What must be acknowledged, however, is that Japan has made an official apology for the suffering that it caused during the Sino-Japanese War and WWII. In 1995, on the 50th anniversary of the war’s end, Prime Minister Tomiichi Murayama released an official statement of apology that gained the unanimous approval of the cabinet. This remains the official position of the Japanese government.
Of course, inappropriate comments by politicians and questionable educational policy by the government do not suitably uphold Murayama’s apology. Yet it may be the case that this apparent reversal in stance with regard to Japan’s past actions has been driven by its neighbours’ refusal to show the tolerance Merkel admired in the French.

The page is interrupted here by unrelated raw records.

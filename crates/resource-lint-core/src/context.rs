//! Run-wide context shared by every pass.

use resource_lint_changes::ChangeSet;
use resource_lint_go::{GoModule, PackageRegistry};

use crate::config::Config;

/// Everything a run knows before the first analyzer starts.
///
/// Built once by the runner, read-only afterwards, and handed to every
/// pass by reference.
#[derive(Debug, Default)]
pub struct LintContext {
    /// All loaded packages: roots and their dependencies.
    pub registry: PackageRegistry,
    /// Lines to report on; `None` reports everything.
    pub changes: Option<ChangeSet>,
    /// Resolved configuration.
    pub config: Config,
    /// The main module, when analyzing from disk.
    pub module: Option<GoModule>,
}

impl LintContext {
    /// Creates a context around a populated registry.
    #[must_use]
    pub fn new(registry: PackageRegistry) -> Self {
        Self {
            registry,
            ..Self::default()
        }
    }

    /// Sets the change set.
    #[must_use]
    pub fn with_changes(mut self, changes: Option<ChangeSet>) -> Self {
        self.changes = changes;
        self
    }

    /// Sets the configuration.
    #[must_use]
    pub fn with_config(mut self, config: Config) -> Self {
        self.config = config;
        self
    }

    /// Sets the main module.
    #[must_use]
    pub fn with_module(mut self, module: GoModule) -> Self {
        self.module = Some(module);
        self
    }
}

The Chinese, in particular, seize on any action or comment, however minor, as an example of Japan’s unrepentant stance towards its history. Any apology is not deemed to go far enough and almost any Japanese foreign policy move is interpreted as a sign that the country is regressing towards military nationalism. Whereas the Japanese have formed strong relations with the USA, another former adversary, they are barely on speaking terms with their major economic partners in northeast Asia. Indeed, were it not for this economic interdependence, the security situation in the region would be even more fragile.
Germany has risen to become the economic and diplomatic leader of Europe, playing a key role in all collective policy efforts. This despite a recent history comparable with Japan in which the Germans inflicted great misery on their neighbours, those very states with which they now enjoy sound relations.
Japan has the third-largest economy in the world and yet its diplomatic clout is puny in comparison. Rather than being able to wield a positive influence in northeast Asia, it is relegated to the position of bystander largely because of the reticence and mistrust of its neighbours.
It is unfair to expect the Japanese to have to reiterate their apologies over past atrocities or for them to have to feel a perpetual guilt due to the actions of their predecessors. Yes, crass comments by politicians are unhelpful, yet Japan’s neighbours are in danger of creating a self-fulfilling prophecy.
If Japan is continually seen as unapologetic over its past, and repeatedly made to look uncaring and arrogant on the world stage by Chinese and Korean protestations, more people (especially the youth) will follow an increasingly nationalist path. This, combined with political will, could lead to a revision of the Japanese constitution and the adoption of a far more assertive stance in the region, particularly over territorial issues. When this occurs, regional stability will be fatally undermined.
Angela Merkel was shrewd in her assessment. Squaring up to the past is critical in allowing a smooth progression into the future. Yet such self-reflection requires a reciprocal tolerance from regional states that accepts that the past is the past. At the moment, Japan’s neighbours are completely devoid of this admirable trait.